L'émir qatari a exprimé à plusieurs reprises sa volonté d'apporter « tout le soutien nécessaire dans les domaines économique et sécuritaire » au GNA. En fait, en décembre dernier, lorsque la nouvelle du flux de mercenaires syriens soutenus par Ankara vers Tripoli a commencé à être connue, Doha a annoncé qu'elle allait « doubler ses efforts » pour aider la Libye à surmonter sa crise, comme l'ont rapporté les médias d'Ashraq Al-Awsat. En conséquence, Sarraj et Al-Thani se sont rencontrés le 15 décembre dans la capitale qatarie, où ils ont convenu d'approfondir tous les niveaux de coopération entre les deux pays.

Le rapport russe assure, à cet égard, que l'émir du Qatar a promis au président turc, ainsi que le renouvellement de son engagement dans les rangs du GNA, un plus grand soutien financier pour « l'argent et les armes ».

« Les fonds du Qatar sont devenus clairs en Syrie et en Libye […] Le Qatar et la Turquie jouent un rôle important dans tous les pays touchés par le terrorisme, en particulier en Libye, qui souffre du soutien continu d'Al-Thani et d'Erdogan aux groupes terroristes et aux milices armées de Tripoli », expliquent les auteurs de l'enquête. Cette hypothèse est recueillie par les analystes Reda Shaban et Fatima Bdeir, qui, dans les médias d'Al-Ain, disent que « la crise en Libye est alimentée par Sarraj et les Frères musulmans avec le soutien turco-qatari ».

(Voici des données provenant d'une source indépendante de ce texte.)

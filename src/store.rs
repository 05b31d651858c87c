//! Global Application State Store
//!
//! Uses Leptos reactive_stores for fine-grained reactivity.

use gloo_timers::future::TimeoutFuture;
use leptos::prelude::*;
use leptos::task::spawn_local;
use reactive_stores::Store;
use recipe_actions::{ActionError, ListEntry, Notice, PageData, RecipeEntry, RecipeId};

/// Global application state with field-level reactivity
#[derive(Clone, Debug, Default, Store)]
pub struct AppState {
    /// Lists offered in the current-list menu
    pub lists: Vec<ListEntry>,
    /// Recipe rows on this page
    pub recipes: Vec<RecipeEntry>,
    /// Displayed current list (mirrors storage)
    pub current_list: Option<String>,
    /// Visible notices, oldest first
    pub notices: Vec<Notice>,
}

impl AppState {
    pub fn from_page(page: PageData, current_list: Option<String>) -> Self {
        Self {
            lists: page.lists,
            recipes: page.recipes,
            current_list,
            notices: Vec::new(),
        }
    }
}

/// Type alias for the store
pub type AppStore = Store<AppState>;

/// Get the app store from context
pub fn use_app_store() -> AppStore {
    expect_context::<AppStore>()
}

// ========================
// Store Helper Functions
// ========================

/// Favorited flag of a recipe row
pub fn store_is_favorited(store: &AppStore, recipe_id: &RecipeId) -> bool {
    store.recipes().read().iter()
        .find(|recipe| &recipe.id == recipe_id)
        .map(|recipe| recipe.favorited)
        .unwrap_or(false)
}

/// Set the favorited flag of a recipe row by ID
pub fn store_set_favorited(store: &AppStore, recipe_id: &RecipeId, favorited: bool) {
    if let Some(recipe) = store.recipes().write().iter_mut().find(|recipe| &recipe.id == recipe_id) {
        recipe.favorited = favorited;
    }
}

/// Show a notice and dismiss it after `ms`
pub fn store_push_notice(store: &AppStore, notice: Notice, ms: u32) {
    let id = notice.id;
    store.notices().write().push(notice);

    let store = *store;
    spawn_local(async move {
        TimeoutFuture::new(ms).await;
        store_dismiss_notice(&store, id);
    });
}

/// Show the notice for a failed action
pub fn store_push_error(store: &AppStore, err: &ActionError, ms: u32) {
    store_push_notice(store, Notice::from_error(err), ms);
}

pub fn store_dismiss_notice(store: &AppStore, notice_id: u64) {
    store.notices().write().retain(|notice| notice.id != notice_id);
}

El primer ministro de Libia, Fayez Sarraj, y el emir de Qatar, Tamim bin Hamad al-Thani, en la capital qatarí, Doha
Les Frères musulmans, la Libye et l'Algérie et la Tunisie

Le conflit en Libye, en plus de s'intensifier au niveau interne, éclabousse tous ses voisins régionaux, comme l'Algérie et la Tunisie. Dans le premier cas, l'expert Younes Bournes explique à Al-Ain comment « les déclarations des dirigeants des Frères d'Algérie, hostiles à l'LNA et qui soutiennent les milices terroristes de Tripoli, ont provoqué un mécontentement populaire généralisé ».
« Les courants des Frères musulmans sont le plus grand danger pour l'Algérie […] car leurs positions s'inscrivent dans le cadre de la loyauté et de l'obéissance à l'autorité des Frères Erdogan et au service de leur agenda, dans une tentative de reprendre une position politique perdue après l'échec catastrophique des courants de l'organisation en Algérie en 2019 », ont affirmé les sources recueillies par la publication.

La position officielle de l'Algérie envers la Libye a toujours été claire : devenir un médiateur actif, capable de négocier avec les deux parties opposées. Cependant, des sources de sécurité dans le pays, dirigées par Abdelmadjid Tebboune, ont assuré que Sarraj a été informé de « son rejet absolu de l'intervention militaire turque », ainsi que du refus d'établir une « base logistique pour le passage des mercenaires d'Erdogan », ce qui serait dangereusement proche de la Tunisie, où la situation vis-à-vis de la Libye est plus complexe.

Il faut noter, par exemple, qu'aucune délégation tunisienne n'a assisté à la Conférence de Berlin, qui a eu lieu le 19 janvier et à laquelle ont participé de nombreuses puissances internationales. La raison ? Pression des Frères musulmans en Tunisie, qui ont réussi à utiliser le territoire pour le transfert d'armes vers la Libye, selon les sources d'Al-Ain. On a également appris ce lundi, de la main des médias locaux libyens, que quatre navires de guerre des forces armées turques sont arrivés au port tunisien de La Goulette, dans un mouvement clair qui illustrerait l'harmonie probable de la Tunisie avec la GNA et ses partenaires, la Turquie et le Qatar. En effet, il convient de rappeler que le nouveau président tunisien, Kais Saied, a rencontré son homologue turc, Erdogan, le 25 décembre dernier.

El presidente de Turquía, Recep Tayyip Erdogan, y el presidente de Túnez, Kais Saied, en Túnez, el miércoles 25 de diciembre de 2019

Dans cette ligne et selon une source grecque, l'amiral turc Cem Gürdeniz a défendu que, « dans le cadre de la protection de la Méditerranée, la Turquie devrait étendre son champ d'action », dans un scénario où Ankara envisagerait la Tunisie comme première option.